Every story, every journey has a beginning, a middle, and an end.  So with this fine book of poems. Its end is a reaching out. To whom? Herself, to other women, to humanity. Her journey affirms a being, a person not alone, in this world with others. In “Master Of Dreams” she is possessed by empathy: “I weep at humanity’s self destruction.” In Forever Free “a woman fighting back,” fighting the evil that resulted in the burning of women as witches, fighting not alone but in solitary with other women. Reaching out. “In The Witches They Couldn’t Burn”: “a woman of rights/ the future of us.”

Unbound is replete with arresting images.  Unsettling, disturbing, also soothing and liberating.  The sense is in the sound of Ms McGuigan’s music, a poetic voice uniquely hers.

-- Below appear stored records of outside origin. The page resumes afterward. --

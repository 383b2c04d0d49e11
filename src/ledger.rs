use crate::data::{Assignment, Course, CourseId, ScheduleResult, Violation, ViolationKind};

/// Running soft-violation counters plus the courses that could not be placed.
#[derive(Debug, Clone, Default)]
pub struct ViolationLedger {
    consecutive: u32,
    three_per_day: u32,
    capacity_overflow: u32,
    unassigned: Vec<(CourseId, String)>,
}

impl ViolationLedger {
    pub fn consecutive(&self) -> u32 {
        self.consecutive
    }

    pub fn three_per_day(&self) -> u32 {
        self.three_per_day
    }

    pub fn capacity_overflow(&self) -> u32 {
        self.capacity_overflow
    }

    pub fn record_consecutive(&mut self) {
        self.consecutive += 1;
    }

    pub fn record_three_per_day(&mut self) {
        self.three_per_day += 1;
    }

    pub fn record_capacity_overflow(&mut self) {
        self.capacity_overflow += 1;
    }

    pub fn record_unassigned(&mut self, course: &Course) {
        self.unassigned.push((
            course.id,
            format!(
                "Course {} ({}) could not be scheduled in any available slot",
                course.code, course.name
            ),
        ));
    }

    pub fn unassigned_count(&self) -> usize {
        self.unassigned.len()
    }

    /// Aggregated soft entries first, then one entry per unassigned course.
    pub fn into_violations(self) -> Vec<Violation> {
        let soft = [
            (
                ViolationKind::ConsecutiveSlots,
                self.consecutive,
                "Students with exams in consecutive time slots",
            ),
            (
                ViolationKind::ThreePerDay,
                self.three_per_day,
                "Students with three or more exams on the same day",
            ),
            (
                ViolationKind::CapacityOverflow,
                self.capacity_overflow,
                "Exams placed in a classroom smaller than the enrollment",
            ),
        ];

        let mut violations: Vec<Violation> = soft
            .into_iter()
            .filter(|&(_, count, _)| count > 0)
            .map(|(kind, count, description)| Violation {
                kind,
                description: description.to_string(),
                count,
                course_id: None,
            })
            .collect();

        violations.extend(self.unassigned.into_iter().map(|(course_id, description)| {
            Violation {
                kind: ViolationKind::UnassignedCourse,
                description,
                count: 1,
                course_id: Some(course_id),
            }
        }));
        violations
    }
}

/// Final result; feasible only with every course placed and nothing violated.
pub fn assemble(assignments: Vec<Assignment>, ledger: ViolationLedger) -> ScheduleResult {
    let all_placed = ledger.unassigned_count() == 0;
    let violations = ledger.into_violations();
    let is_feasible = all_placed && violations.is_empty();
    ScheduleResult {
        assignments,
        violations,
        is_feasible,
    }
}
use serde::{Deserialize, Serialize};
use std::fmt;

use crate::config::SchedulerConfig;

// Type aliases for clarity
pub type CourseId = u32;
pub type StudentId = u32;
pub type ClassroomId = u32;
/// 1-based day of the exam period.
pub type Day = u32;
/// 1-based slot within a day.
pub type Slot = u32;

/// A course whose exam has to be placed.
#[derive(Debug, Clone, Deserialize, Serialize)]
pub struct Course {
    pub id: CourseId,
    pub code: String,
    pub name: String,
}

/// A student. Only the id matters to the scheduler.
#[derive(Debug, Clone, Deserialize, Serialize)]
#[serde(rename_all = "camelCase")]
pub struct Student {
    pub id: StudentId,
    #[serde(default)]
    pub student_number: Option<String>,
    #[serde(default)]
    pub name: Option<String>,
}

/// A student taking a course.
#[derive(Debug, Clone, Copy, PartialEq, Eq, Hash, Deserialize, Serialize)]
#[serde(rename_all = "camelCase")]
pub struct Enrollment {
    pub student_id: StudentId,
    pub course_id: CourseId,
}

/// A physical room with a seating capacity.
#[derive(Debug, Clone, Deserialize, Serialize)]
pub struct Classroom {
    pub id: ClassroomId,
    pub name: String,
    pub capacity: u32,
}

/// Everything one generation run needs.
#[derive(Debug, Clone, Deserialize, Serialize)]
#[serde(rename_all = "camelCase")]
pub struct ScheduleRequest {
    pub courses: Vec<Course>,
    pub students: Vec<Student>,
    pub enrollments: Vec<Enrollment>,
    pub classrooms: Vec<Classroom>,
    #[serde(default)]
    pub config: SchedulerConfig,
}

/// Soft rule broken by a single committed assignment.
#[derive(Debug, Clone, Copy, PartialEq, Eq, Hash, Default, Deserialize, Serialize)]
#[serde(rename_all = "snake_case")]
pub enum SlotViolation {
    #[default]
    None,
    ConsecutiveSlots,
    ThreePerDay,
}

impl SlotViolation {
    /// Nullable tag as stored next to an assignment row.
    pub fn as_tag(self) -> Option<&'static str> {
        match self {
            SlotViolation::None => None,
            SlotViolation::ConsecutiveSlots => Some(ViolationKind::ConsecutiveSlots.as_str()),
            SlotViolation::ThreePerDay => Some(ViolationKind::ThreePerDay.as_str()),
        }
    }
}

/// A committed exam placement.
#[derive(Debug, Clone, PartialEq, Eq, Hash, Serialize, Deserialize)]
#[serde(rename_all = "camelCase")]
pub struct Assignment {
    pub course_id: CourseId,
    pub classroom_id: ClassroomId,
    pub day: Day,
    pub slot: Slot,
    pub violation: SlotViolation,
}

#[derive(Debug, Clone, Copy, PartialEq, Eq, Hash, Serialize, Deserialize)]
#[serde(rename_all = "snake_case")]
pub enum ViolationKind {
    ConsecutiveSlots,
    ThreePerDay,
    CapacityOverflow,
    UnassignedCourse,
}

impl ViolationKind {
    pub fn as_str(self) -> &'static str {
        match self {
            ViolationKind::ConsecutiveSlots => "consecutive_slots",
            ViolationKind::ThreePerDay => "three_per_day",
            ViolationKind::CapacityOverflow => "capacity_overflow",
            ViolationKind::UnassignedCourse => "unassigned_course",
        }
    }
}

impl fmt::Display for ViolationKind {
    fn fmt(&self, f: &mut fmt::Formatter<'_>) -> fmt::Result {
        f.write_str(self.as_str())
    }
}

/// One line of the violation summary.
#[derive(Debug, Clone, PartialEq, Serialize, Deserialize)]
#[serde(rename_all = "camelCase")]
pub struct Violation {
    pub kind: ViolationKind,
    pub description: String,
    pub count: u32,
    /// Set only for `unassigned_course` entries.
    #[serde(default, skip_serializing_if = "Option::is_none")]
    pub course_id: Option<CourseId>,
}

impl fmt::Display for Violation {
    fn fmt(&self, f: &mut fmt::Formatter<'_>) -> fmt::Result {
        write!(f, "[{}] {} (x{})", self.kind, self.description, self.count)
    }
}

/// The final output of the scheduler.
#[derive(Debug, Clone, PartialEq, Serialize, Deserialize)]
#[serde(rename_all = "camelCase")]
pub struct ScheduleResult {
    pub assignments: Vec<Assignment>,
    pub violations: Vec<Violation>,
    pub is_feasible: bool,
}

impl ScheduleResult {
    /// Sum of all violation counts, the figure kept per stored schedule.
    pub fn total_violations(&self) -> u32 {
        self.violations.iter().map(|v| v.count).sum()
    }

    pub fn unassigned_course_ids(&self) -> Vec<CourseId> {
        self.violations
            .iter()
            .filter(|v| v.kind == ViolationKind::UnassignedCourse)
            .filter_map(|v| v.course_id)
            .collect()
    }

    pub fn assignment_for(&self, course_id: CourseId) -> Option<&Assignment> {
        self.assignments.iter().find(|a| a.course_id == course_id)
    }
}
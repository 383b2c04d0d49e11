use axum::http::StatusCode;
use axum::{
    Json, Router,
    routing::{get, post},
};
use log::{info, warn};

use crate::config::{SchedulerConfig, ServerConfig};
use crate::data::{ScheduleRequest, ScheduleResult};
use crate::solver;

async fn generate_handler(
    Json(input): Json<ScheduleRequest>,
) -> Result<Json<ScheduleResult>, (StatusCode, String)> {
    match solver::solve(&input) {
        Ok(output) => Ok(Json(output)),
        Err(e) => {
            warn!("Rejected schedule request: {}", e);
            Err((StatusCode::BAD_REQUEST, e.to_string()))
        }
    }
}

async fn default_config_handler() -> Json<SchedulerConfig> {
    Json(SchedulerConfig::default())
}

pub fn router() -> Router {
    Router::new()
        .route("/v1/schedule/generate", post(generate_handler))
        .route("/v1/config/default", get(default_config_handler))
}

pub async fn run_server(config: ServerConfig) -> std::io::Result<()> {
    let listener = tokio::net::TcpListener::bind(config.addr).await?;

    info!("Server running at http://{}", listener.local_addr()?);

    axum::serve(listener, router()).await
}
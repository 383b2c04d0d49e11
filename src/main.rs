use exam_scheduler::config::ServerConfig;
use exam_scheduler::server;
use log::error;

#[tokio::main]
async fn main() {
    env_logger::Builder::from_env(env_logger::Env::default().default_filter_or("info")).init();

    let config = match ServerConfig::from_env() {
        Ok(config) => config,
        Err(e) => {
            error!("{}", e);
            std::process::exit(2);
        }
    };

    if let Err(e) = server::run_server(config).await {
        error!("Server stopped: {}", e);
        std::process::exit(1);
    }
}
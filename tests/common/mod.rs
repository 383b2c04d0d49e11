#![allow(dead_code)]

use exam_scheduler::SchedulerConfig;
use exam_scheduler::data::{Classroom, Course, Enrollment, ScheduleRequest, Student};

pub fn course(id: u32) -> Course {
    Course {
        id,
        code: format!("EXAM{id}"),
        name: format!("Course {id}"),
    }
}

pub fn classroom(id: u32, capacity: u32) -> Classroom {
    Classroom {
        id,
        name: format!("Room {id}"),
        capacity,
    }
}

/// Builds a request; the student list is derived from the enrollment pairs.
pub fn request(
    courses: Vec<Course>,
    enrollments: &[(u32, u32)],
    classrooms: Vec<Classroom>,
    config: SchedulerConfig,
) -> ScheduleRequest {
    let mut student_ids: Vec<u32> = enrollments.iter().map(|&(s, _)| s).collect();
    student_ids.sort_unstable();
    student_ids.dedup();

    ScheduleRequest {
        courses,
        students: student_ids
            .into_iter()
            .map(|id| Student {
                id,
                student_number: Some(format!("S{id:05}")),
                name: None,
            })
            .collect(),
        enrollments: enrollments
            .iter()
            .map(|&(student_id, course_id)| Enrollment {
                student_id,
                course_id,
            })
            .collect(),
        classrooms,
        config,
    }
}

/// Disjoint enrollments: `per_course` fresh students for each course.
pub fn disjoint_enrollments(num_courses: u32, per_course: u32) -> Vec<(u32, u32)> {
    (1..=num_courses)
        .flat_map(|c| (0..per_course).map(move |i| (c * 1000 + i, c)))
        .collect()
}

/// A crowded, overlapping term: every student takes several courses.
pub fn dense_term(num_courses: u32, num_students: u32, per_student: u32) -> Vec<(u32, u32)> {
    (1..=num_students)
        .flat_map(|s| (0..per_student).map(move |k| (s, (s * 7 + k * 13) % num_courses + 1)))
        .collect()
}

In “Master Of Dreams” she affirms “I am the hand that holds you/ in valleys shaded by hope.”  The concluding poem “My Beloved Poetry” begins:

I want to get lost in the pages
As I roll back the edges,
Letting you climb in
I trace the letters along your spine
Pausing to inhale your scent.
To be is to wander, to look in, to reach out,

to breathe the air we breathe, to be together. Her sights, sounds, and the sense of Sinead McGuigan’s lines explore a landscape of myth, dreams, and realities.

They celebrate her individuality and ours,
and our being together as one human race.

Read her beautiful book Unbound; it will change your life.

About the reviewer: Peter Mladinic’s fifth book of poems, Voices from the Past, was published recently by Better Than Starbucks Publications. An animal rights advocate, he lives in Hobbs, New Mexico, USA.